While we are concerned with only the first five verses today Mr. Stevenson’s observation is spot on, David is very likely grateful for some answered petition(s). Let us break down the verses a little further:
v.1 – Bless…my soul, this is a personal plea utilizing all that is within me (David) If God has truly blessed you should not your praises for Him be just as true.
v. 2 – A repeat of v.1 then David reminds himself never to forget all his (God’s) benefits. It is easy to acknowledge God when you are on the mountaintop and He has secured it for you. Likewise, it is just as easy maybe more so to forget all His benefits when you are sliding down the slippery slopes of said mountain.
v.3 – This begins the list of blessings received by David. He starts out with the most important for all who would hear (or later read) the Psalm, Who forgiveth all thine iniquities, for the truly repentant God forgives our sins. Then David continues by certifying that it is God who healeth all thy diseases. Here are John Gill’s comments on this: not bodily ones, though the Lord is the physician of the bodies as well as of the souls of men, and sometimes heals the diseases of soul and body at once, as in the case of the paralytic man in the Gospel; but spiritual diseases, or soul maladies, are here meant; the same with “iniquities” in the preceding clause: sin is a natural, hereditary, epidemical, nauseous, and mortal disease; and there are many of them, a complication of them, in men, which God only can cure; and he heals them by his word, by means of his Gospel, preaching peace, pardon, and righteousness by Christ; by the blood, wounds, and stripes of his Son; by the application of pardoning grace and mercy; for healing diseases, and forgiving iniquities, are one and the same thing; see Isaiah 33:24, and this the Lord does freely, fully, and infallibly, and for which thanks are due unto him; and it would be very ungrateful, and justly resented, should they not be returned to him; see Luke 17:15.
v.4 – Not only has God forgiven the repentant sins, but He has redeemeth thy life from destruction. He has rescued us from the gates of Hell and the Grave. If that was not enough, rescued from eternal damnation, God, crowneth thee with lovingkindness and tender mercies.
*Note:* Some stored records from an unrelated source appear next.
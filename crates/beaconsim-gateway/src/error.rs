//! Error types for the gateway MAC.

use beacon_frame::{BeaconError, DevAddr};
use beaconsim_common::{SimError, SimTime};
use thiserror::Error;

/// Errors raised by MAC components.
#[derive(Debug, Clone, PartialEq, Error)]
pub enum GatewayError {
    /// A caller bypassed the arbiter's busy check.
    #[error("Contract violation: {0}")]
    ContractViolation(String),

    /// A device's downlink queue is at capacity.
    #[error("Downlink queue full for {dev_addr} (capacity {capacity})")]
    QueueFull {
        /// Target device.
        dev_addr: DevAddr,
        /// Configured queue limit.
        capacity: usize,
    },

    /// Downlink for a device that was never registered.
    #[error("Unknown class B device: {0}")]
    UnknownDevice(DevAddr),

    /// `ping_nb` is not a power of two in `1..=128`.
    #[error("Invalid ping_nb {0}: must be a power of two between 1 and 128")]
    InvalidPingNb(u16),

    /// Duty cycle outside `(0, 1]`.
    #[error("Invalid duty cycle {0}: must be in (0, 1]")]
    InvalidDutyCycle(f64),

    /// Beacon interval of zero, which would put every tick at the same instant.
    #[error("Invalid beacon interval: {0}")]
    InvalidBeaconInterval(SimTime),

    /// Network time could not be represented.
    #[error(transparent)]
    Codec(#[from] BeaconError),
}

impl From<GatewayError> for SimError {
    fn from(err: GatewayError) -> Self {
        match err {
            GatewayError::ContractViolation(msg) => SimError::ContractViolation(msg),
            GatewayError::Codec(e) => SimError::Codec(e),
            other => SimError::ContractViolation(other.to_string()),
        }
    }
}
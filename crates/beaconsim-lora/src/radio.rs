//! Half-duplex simulated radio.
//!
//! The radio sits between a MAC and the [`BroadcastMedium`](crate::BroadcastMedium).
//! Event flow:
//!
//! | Incoming | From | Action |
//! |---|---|---|
//! | `RadioTxRequest` | MAC | start transmitting, post `TransmitAir` to the medium |
//! | `Timer` (tx end) | self | go idle, post `RadioTxComplete` to the MAC |
//! | `ReceiveAir` | medium | post `RadioRxPacket` or `RadioRxFailed` to the MAC |

use std::collections::VecDeque;

use beacon_frame::{FrameId, LoraFrame};
use beaconsim_common::{
    Entity, EntityId, Event, EventPayload, RadioRxEvent, RadioTxCompleteEvent, ReceiveAirEvent,
    RxFailure, SimContext, SimError, SimTime, TransmitAirEvent,
};
use rand::{Rng, SeedableRng};
use rand_chacha::ChaCha8Rng;
use serde::{Deserialize, Serialize};
use tracing::{debug, trace};

use crate::{time_on_air, RadioError};

const TX_END_TIMER: u64 = 1;

/// How long past transmissions are remembered for half-duplex checks.
/// Longer than a [`MAX_PAYLOAD_LEN`](beacon_frame::MAX_PAYLOAD_LEN) frame at any rate in the data-rate table.
const TX_HISTORY_RETENTION: SimTime = SimTime::from_secs(10);

/// Radio configuration.
#[derive(Debug, Clone, PartialEq, Serialize, Deserialize)]
pub struct RadioConfig {
    /// Probability that a frame is lost on the link, in `[0, 1]`.
    #[serde(default)]
    pub rx_loss_probability: f64,
}

impl Default for RadioConfig {
    fn default() -> Self {
        Self {
            rx_loss_probability: 0.0,
        }
    }
}

impl RadioConfig {
    pub fn validate(&self) -> Result<(), RadioError> {
        if !(0.0..=1.0).contains(&self.rx_loss_probability) {
            return Err(RadioError::InvalidLossProbability(self.rx_loss_probability));
        }
        Ok(())
    }
}

/// Radio state.
#[derive(Debug, Clone, PartialEq)]
pub enum RadioState {
    Idle,
    Transmitting { frame: LoraFrame, end: SimTime },
}

/// A simulated half-duplex LoRa radio.
pub struct SimulatedRadio {
    id: EntityId,
    name: String,
    mac: EntityId,
    medium: EntityId,
    config: RadioConfig,
    rng: ChaCha8Rng,
    state: RadioState,
    tx_history: VecDeque<(SimTime, SimTime)>,
}

impl SimulatedRadio {
    pub fn new(
        id: EntityId,
        name: impl Into<String>,
        mac: EntityId,
        medium: EntityId,
        config: RadioConfig,
        seed: u64,
    ) -> Result<Self, RadioError> {
        config.validate()?;
        Ok(Self {
            id,
            name: name.into(),
            mac,
            medium,
            config,
            rng: ChaCha8Rng::seed_from_u64(seed),
            state: RadioState::Idle,
            tx_history: VecDeque::new(),
        })
    }

    pub fn name(&self) -> &str {
        &self.name
    }

    pub fn state(&self) -> &RadioState {
        &self.state
    }

    pub fn is_transmitting(&self) -> bool {
        matches!(self.state, RadioState::Transmitting { .. })
    }

    fn transmitted_during(&self, start: SimTime, end: SimTime) -> bool {
        self.tx_history.iter().any(|&(s, e)| s < end && start < e)
    }

    fn prune_history(&mut self, now: SimTime) {
        let horizon = now.saturating_sub(TX_HISTORY_RETENTION);
        while let Some(&(_, end)) = self.tx_history.front() {
            if end >= horizon {
                break;
            }
            self.tx_history.pop_front();
        }
    }

    fn start_transmit(&mut self, frame: &LoraFrame, ctx: &mut SimContext) -> Result<(), SimError> {
        if let RadioState::Transmitting { frame: active, .. } = &self.state {
            return Err(RadioError::Busy {
                requested: frame.id,
                active: active.id,
            }
            .into());
        }

        let now = ctx.time();
        let airtime = time_on_air(frame.data_rate, frame.len());
        let end = now + airtime;
        debug!(
            radio = %self.name,
            frame = frame.id.0,
            kind = frame.kind.as_str(),
            frequency = %frame.frequency,
            airtime = %airtime,
            "tx start"
        );

        self.prune_history(now);
        self.tx_history.push_back((now, end));
        self.state = RadioState::Transmitting {
            frame: frame.clone(),
            end,
        };

        ctx.post_immediate(
            vec![self.medium],
            EventPayload::TransmitAir(TransmitAirEvent {
                radio_id: self.id,
                frame: frame.clone(),
                start_time: now,
                end_time: end,
            }),
        );
        ctx.post_event(
            airtime,
            vec![self.id],
            EventPayload::Timer {
                timer_id: TX_END_TIMER,
            },
        );
        Ok(())
    }

    fn finish_transmit(&mut self, ctx: &mut SimContext) {
        let state = std::mem::replace(&mut self.state, RadioState::Idle);
        if let RadioState::Transmitting { frame, .. } = state {
            debug!(radio = %self.name, frame = frame.id.0, "tx complete");
            ctx.post_immediate(
                vec![self.mac],
                EventPayload::RadioTxComplete(RadioTxCompleteEvent { frame }),
            );
        }
    }

    fn receive(&mut self, air: &ReceiveAirEvent, ctx: &mut SimContext) {
        let rx = RadioRxEvent {
            frame: air.frame.clone(),
            source_radio_id: air.source_radio_id,
        };

        let failure = if self.transmitted_during(air.start_time, air.end_time) {
            Some(RxFailure::HalfDuplex)
        } else if self.config.rx_loss_probability > 0.0
            && self.rng.gen::<f64>() < self.config.rx_loss_probability
        {
            Some(RxFailure::Lost)
        } else {
            None
        };

        let payload = match failure {
            Some(reason) => {
                trace!(radio = %self.name, frame = rx.frame.id.0, reason = reason.as_str(), "rx failed");
                EventPayload::RadioRxFailed { event: rx, reason }
            }
            None => {
                trace!(radio = %self.name, frame = rx.frame.id.0, "rx ok");
                EventPayload::RadioRxPacket(rx)
            }
        };
        ctx.post_immediate(vec![self.mac], payload);
    }

    /// Id of the frame currently on the air.
    pub fn active_frame(&self) -> Option<FrameId> {
        match &self.state {
            RadioState::Transmitting { frame, .. } => Some(frame.id),
            RadioState::Idle => None,
        }
    }
}

impl Entity for SimulatedRadio {
    fn entity_id(&self) -> EntityId {
        self.id
    }

    fn handle_event(&mut self, event: &Event, ctx: &mut SimContext) -> Result<(), SimError> {
        match &event.payload {
            EventPayload::RadioTxRequest(req) => self.start_transmit(&req.frame, ctx),
            EventPayload::Timer {
                timer_id: TX_END_TIMER,
            } => {
                self.finish_transmit(ctx);
                Ok(())
            }
            EventPayload::ReceiveAir(air) => {
                self.receive(air, ctx);
                Ok(())
            }
            _ => Ok(()),
        }
    }
}
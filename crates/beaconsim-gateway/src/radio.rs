//! The MAC side of the radio boundary.

use beacon_frame::LoraFrame;
use beaconsim_common::{EntityId, EventClock, EventPayload, RadioTxRequestEvent, SimTime};

use crate::GatewayError;

/// Transmit primitive the arbiter hands frames to.
///
/// Completion and reception are reported back to the owning MAC as events
/// (`RadioTxComplete`, `RadioRxPacket`, `RadioRxFailed`).
pub trait RadioLink {
    fn transmit(&mut self, frame: LoraFrame, clock: &mut dyn EventClock) -> Result<(), GatewayError>;
}

/// Link to a radio entity in the same simulation.
#[derive(Debug, Clone, Copy, PartialEq, Eq)]
pub struct AttachedRadio {
    radio: EntityId,
}

impl AttachedRadio {
    pub fn new(radio: EntityId) -> Self {
        Self { radio }
    }

    pub fn radio_id(&self) -> EntityId {
        self.radio
    }
}

impl RadioLink for AttachedRadio {
    fn transmit(&mut self, frame: LoraFrame, clock: &mut dyn EventClock) -> Result<(), GatewayError> {
        clock.schedule_after(
            SimTime::ZERO,
            vec![self.radio],
            EventPayload::RadioTxRequest(RadioTxRequestEvent { frame }),
        );
        Ok(())
    }
}

#[cfg(test)]
pub(crate) mod testing {
    use super::*;

    /// Link that records what it was asked to transmit.
    #[derive(Debug, Default)]
    pub struct RecordingLink {
        pub sent: Vec<LoraFrame>,
    }

    impl RadioLink for RecordingLink {
        fn transmit(
            &mut self,
            frame: LoraFrame,
            _clock: &mut dyn EventClock,
        ) -> Result<(), GatewayError> {
            self.sent.push(frame);
            Ok(())
        }
    }
}

#[cfg(test)]
mod tests {
    use super::*;
    use beacon_frame::{BeaconFrame, DataRate, FrameId, Frequency, NetworkTime};
    use beaconsim_common::SimContext;

    #[test]
    fn test_attached_radio_posts_request() {
        let mut link = AttachedRadio::new(EntityId(7));
        let mut ctx = SimContext::new();
        let beacon = BeaconFrame::new(NetworkTime::ZERO, DataRate::Dr3, Frequency::from_mhz(923.3));
        link.transmit(LoraFrame::beacon(FrameId(1), &beacon), &mut ctx)
            .unwrap();

        let event = ctx.next_event().unwrap();
        assert_eq!(event.targets, vec![EntityId(7)]);
        assert_eq!(event.time, SimTime::ZERO);
        assert!(matches!(event.payload, EventPayload::RadioTxRequest(_)));
    }
}
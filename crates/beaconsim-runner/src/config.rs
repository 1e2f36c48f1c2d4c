//! YAML scenario configuration.
//!
//! ```yaml
//! seed: 7
//! duration_secs: 600
//! gateway:
//!   name: gw0
//!   duty_cycle: 0.01
//! end_devices:
//!   - name: meter-1
//!     dev_addr: "26011F2A"
//!     ping_nb: 8
//! downlinks:
//!   - at_secs: 10
//!     device: meter-1
//!     payload_hex: "01020304"
//!     repeat_every_secs: 60
//!     count: 5
//! ```
//!
//! Every field has a default, so an empty document is a valid scenario: one
//! gateway beaconing for an hour.

use std::collections::HashSet;
use std::path::{Path, PathBuf};

use beacon_frame::{DataRate, DevAddr, Frequency, NetworkTime, MAX_PAYLOAD_LEN};
use beaconsim_common::SimTime;
use beaconsim_gateway::ping_slot::{ping_period, DEFAULT_PING_KEY};
use beaconsim_gateway::{
    BeaconConfig, ClassBDevice, EndDeviceConfig as EndDeviceMacConfig, GatewayMacConfig,
    PingSlotConfig, BEACON_INTERVAL,
};
use serde::{Deserialize, Serialize};
use thiserror::Error;

/// Errors loading or validating a scenario.
#[derive(Debug, Error)]
pub enum ConfigError {
    #[error("failed to read {path}: {source}")]
    Io {
        path: PathBuf,
        #[source]
        source: std::io::Error,
    },

    #[error("invalid scenario YAML: {0}")]
    Yaml(#[from] serde_yaml::Error),

    #[error("invalid scenario: {0}")]
    Invalid(String),
}

/// Shortest beacon or statistics interval accepted, in seconds.
pub const MIN_INTERVAL_SECS: f64 = 0.001;

/// Most repeats a single scripted message may ask for.
pub const MAX_SCRIPT_COUNT: u32 = 100_000;

fn invalid(message: impl Into<String>) -> ConfigError {
    ConfigError::Invalid(message.into())
}

fn default_seed() -> u64 {
    12345
}

fn default_duration() -> f64 {
    3600.0
}

fn default_stats_interval() -> f64 {
    1.0
}

fn default_gateway_name() -> String {
    "gw0".to_string()
}

fn default_beacon_interval() -> f64 {
    BEACON_INTERVAL.as_secs_f64()
}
Being crowned denotes royalty 1 Peter 2:9-10, 1 Peter 5:4, herein God does not crown true believers with a weighty crown of pomp and circumstance, but that of His love and mercy reserved for His children.
v.5 – It has been said the only time the cavity of a man’s mouth will be full is when the grave digger fills it with dirt. Here though David recognizes God fills or satisfieth thy mouth with good things… I love what Thomas fuller says about this: God can so satisfy the soul, that each chink and cranny therein shall be filled with spiritual joy. God does not leave any room for emptiness, instead, He fills us with the joy of victory.
v.5 (cont) – There is an important question that David answers at the very end of these verses, that is why? Why does God bless us and why should we bless/praise Him? David exclaims: so that thy youth is renewed like the eagles. Each year eagles renew their feathers it is called molting, the process is a renewal of sorts and that is why David under the inspiration of the Holy Spirit uses it here. For those just coming to the Lord, or renewing a right relationship with Him, there is a sense of youthful enthusiasm.